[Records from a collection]
----------------

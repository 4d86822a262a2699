//! Resume analysis for aborted backups.
//!
//! A fatal error leaves `backup.tmp` behind. On the next run the temp
//! tree is inspected: if its manifest is compatible with the new backup
//! the already copied files are kept and marked, everything else is
//! cleaned out; otherwise the whole temp directory is discarded.

use anyhow::Error;
use log::{info, warn};

use std::collections::HashSet;

use crate::fs::{ClusterLayout, FileKind, Filesystem};

use super::builder::{DB_PATH_TABLESPACE, DB_PATH_WAL};
use super::manifest::{
    file_section, path_section, tablespace_level, Manifest, MANIFEST_NAME,
    LEVEL_BASE, SECTION_BACKUP, SECTION_BACKUP_OPTION, SECTION_BACKUP_TABLESPACE,
};

/// Name of the format version file inside a backup directory.
pub const VERSION_NAME: &str = "version";

/// Files already present in the temp tree, keyed by (level, path).
///
/// This is transient coordination state between the resume pass and the
/// copy executor; it is never serialized into a manifest.
#[derive(Debug, Default)]
pub struct ResumeState {
    exists: HashSet<(String, String)>,
}

impl ResumeState {

    pub fn new() -> Self {
        Self::default()
    }

    fn mark(&mut self, level: &str, path: &str) {
        self.exists.insert((level.to_string(), path.to_string()));
    }

    pub fn is_present(&self, level: &str, path: &str) -> bool {
        self.exists.contains(&(level.to_string(), path.to_string()))
    }

    pub fn len(&self) -> usize {
        self.exists.len()
    }

    pub fn is_empty(&self) -> bool {
        self.exists.is_empty()
    }
}

/// Inspect an existing temp backup directory and prepare it for reuse.
///
/// Returns the set of entries the copy executor may skip. The temp
/// directory exists (possibly empty) when this returns.
pub fn analyze<F: Filesystem>(
    fs: &F,
    layout: &ClusterLayout,
    new_manifest: &Manifest,
    resume_allowed: bool,
) -> Result<ResumeState, Error> {

    let tmp_path = layout.tmp_path();

    if !fs.exists(&tmp_path)? {
        fs.path_create(&tmp_path)?;
        return Ok(ResumeState::new());
    }

    if !resume_allowed {
        info!("removing aborted backup in {:?} (resume disabled)", tmp_path);
        fs.path_remove(&tmp_path)?;
        fs.path_create(&tmp_path)?;
        return Ok(ResumeState::new());
    }

    // load defensively: a half written manifest just means the aborted
    // backup is unusable
    let tmp_manifest = match Manifest::load(&tmp_path.join(MANIFEST_NAME)) {
        Ok(manifest) => Some(manifest),
        Err(err) => {
            warn!("aborted backup has unreadable manifest - {}", err);
            None
        }
    };

    let usable = match tmp_manifest {
        Some(ref tmp_manifest) => manifest_usable(tmp_manifest, new_manifest),
        None => false,
    };

    if !usable {
        info!("aborted backup in {:?} cannot be resumed, removing it", tmp_path);
        fs.path_remove(&tmp_path)?;
        fs.path_create(&tmp_path)?;
        return Ok(ResumeState::new());
    }

    info!("resuming aborted backup in {:?}", tmp_path);
    clean(fs, layout, new_manifest)
}

/// A temp manifest is usable iff the format version matches and the
/// backup derives the same way: both full, or same type with the same
/// prior. Option drift (compress/checksum/hardlink) also discards.
///
/// All fields are read as actual values; a missing field never matches
/// a present one.
fn manifest_usable(tmp_manifest: &Manifest, new_manifest: &Manifest) -> bool {
    let version = |manifest: &Manifest| {
        manifest.scalar_str(SECTION_BACKUP, "version").map(str::to_string)
    };
    if version(tmp_manifest).is_none() || version(tmp_manifest) != version(new_manifest) {
        return false;
    }

    for option in &["compress", "checksum", "hardlink"] {
        if tmp_manifest.scalar_bool(SECTION_BACKUP_OPTION, option)
            != new_manifest.scalar_bool(SECTION_BACKUP_OPTION, option)
        {
            return false;
        }
    }

    let backup_type = |manifest: &Manifest| {
        manifest.scalar_str(SECTION_BACKUP, "type").map(str::to_string)
    };
    let prior = |manifest: &Manifest| {
        manifest.scalar_str(SECTION_BACKUP, "prior").map(str::to_string)
    };

    match (backup_type(tmp_manifest), backup_type(new_manifest)) {
        (Some(ref old), Some(ref new)) if old == "full" && new == "full" => true,
        (Some(old), Some(new)) => old == new && prior(tmp_manifest) == prior(new_manifest),
        _ => false,
    }
}

/// Remove everything from the temp tree that the new manifest does not
/// account for, and mark what can be kept.
fn clean<F: Filesystem>(
    fs: &F,
    layout: &ClusterLayout,
    new_manifest: &Manifest,
) -> Result<ResumeState, Error> {

    let tmp_path = layout.tmp_path();

    // WAL and tablespace links are always rebuilt
    fs.path_remove(&tmp_path.join(LEVEL_BASE).join(DB_PATH_WAL))?;
    fs.path_remove(&tmp_path.join(LEVEL_BASE).join(DB_PATH_TABLESPACE))?;

    let mut state = ResumeState::new();
    let entries = fs.manifest(&tmp_path)?;

    // reverse lexicographic drains children before their directories
    for (name, info) in entries.iter().rev() {
        let (level, key) = match classify(name, new_manifest) {
            TempEntry::Keep => continue,
            TempEntry::Remove => {
                remove_entry(fs, &tmp_path.join(name), info.kind)?;
                continue;
            }
            TempEntry::Mapped { level, key } => (level, key),
        };

        match info.kind {
            FileKind::Directory => {
                if new_manifest.has_entry(&path_section(&level), key) {
                    state.mark(&level, key);
                } else {
                    fs.path_remove(&tmp_path.join(name))?;
                }
            }
            FileKind::File => {
                let entry = new_manifest.entry(&file_section(&level), key);
                let matches = entry
                    .map(|attrs| {
                        attrs.get("size").and_then(|value| value.as_integer())
                            == Some(info.size as i64)
                            && attrs
                                .get("modification_time")
                                .and_then(|value| value.as_integer())
                                == Some(info.modification_time)
                    })
                    .unwrap_or(false);

                if matches {
                    state.mark(&level, key);
                } else {
                    fs.file_remove(&tmp_path.join(name))?;
                }
            }
            FileKind::Link => {
                // backups contain no links, whatever this is goes away
                fs.file_remove(&tmp_path.join(name))?;
            }
        }
    }

    info!("aborted backup contributes {} reusable entries", state.len());

    Ok(state)
}

fn remove_entry<F: Filesystem>(
    fs: &F,
    path: &std::path::Path,
    kind: FileKind,
) -> Result<(), Error> {
    match kind {
        FileKind::Directory => fs.path_remove(path),
        _ => fs.file_remove(path),
    }
}

enum TempEntry<'a> {
    Keep,
    Remove,
    Mapped { level: String, key: &'a str },
}

/// Map a temp tree path onto a manifest (level, key) pair.
fn classify<'a>(name: &'a str, manifest: &Manifest) -> TempEntry<'a> {
    if name == MANIFEST_NAME || name == VERSION_NAME {
        return TempEntry::Keep;
    }

    if name == LEVEL_BASE || name == "tablespace" {
        return TempEntry::Keep;
    }

    if let Some(key) = strip_prefix(name, "base/") {
        return TempEntry::Mapped { level: LEVEL_BASE.to_string(), key };
    }

    if let Some(rest) = strip_prefix(name, "tablespace/") {
        return match rest.find('/') {
            None => {
                // a tablespace root directory
                if manifest.has_entry(SECTION_BACKUP_TABLESPACE, rest) {
                    TempEntry::Keep
                } else {
                    TempEntry::Remove
                }
            }
            Some(pos) => TempEntry::Mapped {
                level: tablespace_level(&rest[..pos]),
                key: &rest[pos + 1..],
            },
        };
    }

    TempEntry::Remove
}

fn strip_prefix<'a>(name: &'a str, prefix: &str) -> Option<&'a str> {
    if name.starts_with(prefix) {
        Some(&name[prefix.len()..])
    } else {
        None
    }
}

----------------

Repeat all of the records above exactly as written.

repository 4d86822a262a2699
//! Resume analysis for aborted backups.
//!
//! A fatal error leaves `backup.tmp` behind. On the next run the temp
//! tree is inspected: if its manifest is compatible with the new backup
//! the already copied files are kept and marked, everything else is
//! cleaned out; otherwise the whole temp directory is discarded.

use anyhow::Error;
use log::{info, warn};

use std::collections::HashSet;

use crate::fs::{ClusterLayout, FileKind, Filesystem};

use super::builder::{DB_PATH_TABLESPACE, DB_PATH_WAL};
use super::manifest::{
    file_section, path_section, tablespace_level, Manifest, MANIFEST_NAME,
    LEVEL_BASE, SECTION_BACKUP, SECTION_BACKUP_OPTION, SECTION_BACKUP_TABLESPACE,
};

/// Name of the format version file inside a backup directory.
pub const VERSION_NAME: &str = "version";

/// Files already present in the temp tree, keyed by (level, path).
///
/// This is transient coordination state between the resume pass and the
/// copy executor; it is never serialized into a manifest.
#[derive(Debug, Default)]
pub struct ResumeState {
    exists: HashSet<(String, String)>,
}

impl ResumeState {

    pub fn new() -> Self {
        Self::default()
    }

    fn mark(&mut self, level: &str, path: &str) {
        self.exists.insert((level.to_string(), path.to_string()));
    }

    pub fn is_present(&self, level: &str, path: &str) -> bool {
        self.exists.contains(&(level.to_string(), path.to_string()))
    }

    pub fn len(&self) -> usize {
        self.exists.len()
    }

    pub fn is_empty(&self) -> bool {
        self.exists.is_empty()
    }
}

/// Inspect an existing temp backup directory and prepare it for reuse.
///
/// Returns the set of entries the copy executor may skip. The temp
/// directory exists (possibly empty) when this returns.
pub fn analyze<F: Filesystem>(
    fs: &F,
    layout: &ClusterLayout,
    new_manifest: &Manifest,
    resume_allowed: bool,
) -> Result<ResumeState, Error> {

    let tmp_path = layout.tmp_path();

    if !fs.exists(&tmp_path)? {
        fs.path_create(&tmp_path)?;
        return Ok(ResumeState::new());
    }

    if !resume_allowed {
        info!("removing aborted backup in {:?} (resume disabled)", tmp_path);
        fs.path_remove(&tmp_path)?;
        fs.path_create(&tmp_path)?;
        return Ok(ResumeState::new());
    }

    // load defensively: a half written manifest just means the aborted
    // backup is unusable
    let tmp_manifest = match Manifest::load(&tmp_path.join(MANIFEST_NAME)) {
        Ok(manifest) => Some(manifest),
        Err(err) => {
            warn!("aborted backup has unreadable manifest - {}", err);
            None
        }
    };

    let usable = match tmp_manifest {
        Some(ref tmp_manifest) => manifest_usable(tmp_manifest, new_manifest),
        None => false,
    };

    if !usable {
        info!("aborted backup in {:?} cannot be resumed, removing it", tmp_path);
        fs.path_remove(&tmp_path)?;
        fs.path_create(&tmp_path)?;
        return Ok(ResumeState::new());
    }

    info!("resuming aborted backup in {:?}", tmp_path);
    clean(fs, layout, new_manifest)
}

/// A temp manifest is usable iff the format version matches and the
/// backup derives the same way: both full, or same type with the same
/// prior. Option drift (compress/checksum/hardlink) also discards.
///
/// All fields are read as actual values; a missing field never matches
/// a present one.
fn manifest_usable(tmp_manifest: &Manifest, new_manifest: &Manifest) -> bool {
    let version = |manifest: &Manifest| {
        manifest.scalar_str(SECTION_BACKUP, "version").map(str::to_string)
    };
    if version(tmp_manifest).is_none() || version(tmp_manifest) != version(new_manifest) {
        return false;
    }

    for option in &["compress", "checksum", "hardlink"] {
        if tmp_manifest.scalar_bool(SECTION_BACKUP_OPTION, option)
            != new_manifest.scalar_bool(SECTION_BACKUP_OPTION, option)
        {
            return false;
        }
    }

    let backup_type = |manifest: &Manifest| {
        manifest.scalar_str(SECTION_BACKUP, "type").map(str::to_string)
    };
    let prior = |manifest: &Manifest| {
        manifest.scalar_str(SECTION_BACKUP, "prior").map(str::to_string)
    };

    match (backup_type(tmp_manifest), backup_type(new_manifest)) {
        (Some(ref old), Some(ref new)) if old == "full" && new == "full" => true,
        (Some(old), Some(new)) => old == new && prior(tmp_manifest) == prior(new_manifest),
        _ => false,
    }
}

/// Remove everything from the temp tree that the new manifest does not
/// account for, and mark what can be kept.
fn clean<F: Filesystem>(
    fs: &F,
    layout: &ClusterLayout,
    new_manifest: &Manifest,
) -> Result<ResumeState, Error> {

    let tmp_path = layout.tmp_path();

    // WAL and tablespace links are always rebuilt
    fs.path_remove(&tmp_path.join(LEVEL_BASE).join(DB_PATH_WAL))?;
    fs.path_remove(&tmp_path.join(LEVEL_BASE).join(DB_PATH_TABLESPACE))?;

    let mut state = ResumeState::new();
    let entries = fs.manifest(&tmp_path)?;

    // reverse lexicographic drains children before their directories
    for (name, info) in entries.iter().rev() {
        let (level, key) = match classify(name, new_manifest) {
            TempEntry::Keep => continue,
            TempEntry::Remove => {
                remove_entry(fs, &tmp_path.join(name), info.kind)?;
                continue;
            }
            TempEntry::Mapped { level, key } => (level, key),
        };

        match info.kind {
            FileKind::Directory => {
                if new_manifest.has_entry(&path_section(&level), key) {
                    state.mark(&level, key);
                } else {
                    fs.path_remove(&tmp_path.join(name))?;
                }
            }
            FileKind::File => {
                let entry = new_manifest.entry(&file_section(&level), key);
                let matches = entry
                    .map(|attrs| {
                        attrs.get("size").and_then(|value| value.as_integer())
                            == Some(info.size as i64)
                            && attrs
                                .get("modification_time")
                                .and_then(|value| value.as_integer())
                                == Some(info.modification_time)
                    })
                    .unwrap_or(false);

                if matches {
                    state.mark(&level, key);
                } else {
                    fs.file_remove(&tmp_path.join(name))?;
                }
            }
            FileKind::Link => {
                // backups contain no links, whatever this is goes away
                fs.file_remove(&tmp_path.join(name))?;
            }
        }
    }

    info!("aborted backup contributes {} reusable entries", state.len());

    Ok(state)
}

fn remove_entry<F: Filesystem>(
    fs: &F,
    path: &std::path::Path,
    kind: FileKind,
) -> Result<(), Error> {
    match kind {
        FileKind::Directory => fs.path_remove(path),
        _ => fs.file_remove(path),
    }
}

enum TempEntry<'a> {
    Keep,
    Remove,
    Mapped { level: String, key: &'a str },
}

/// Map a temp tree path onto a manifest (level, key) pair.
fn classify<'a>(name: &'a str, manifest: &Manifest) -> TempEntry<'a> {
    if name == MANIFEST_NAME || name == VERSION_NAME {
        return TempEntry::Keep;
    }

    if name == LEVEL_BASE || name == "tablespace" {
        return TempEntry::Keep;
    }

    if let Some(key) = strip_prefix(name, "base/") {
        return TempEntry::Mapped { level: LEVEL_BASE.to_string(), key };
    }

    if let Some(rest) = strip_prefix(name, "tablespace/") {
        return match rest.find('/') {
            None => {
                // a tablespace root directory
                if manifest.has_entry(SECTION_BACKUP_TABLESPACE, rest) {
                    TempEntry::Keep
                } else {
                    TempEntry::Remove
                }
            }
            Some(pos) => TempEntry::Mapped {
                level: tablespace_level(&rest[..pos]),
                key: &rest[pos + 1..],
            },
        };
    }

    TempEntry::Remove
}

fn strip_prefix<'a>(name: &'a str, prefix: &str) -> Option<&'a str> {
    if name.starts_with(prefix) {
        Some(&name[prefix.len()..])
    } else {
        None
    }
}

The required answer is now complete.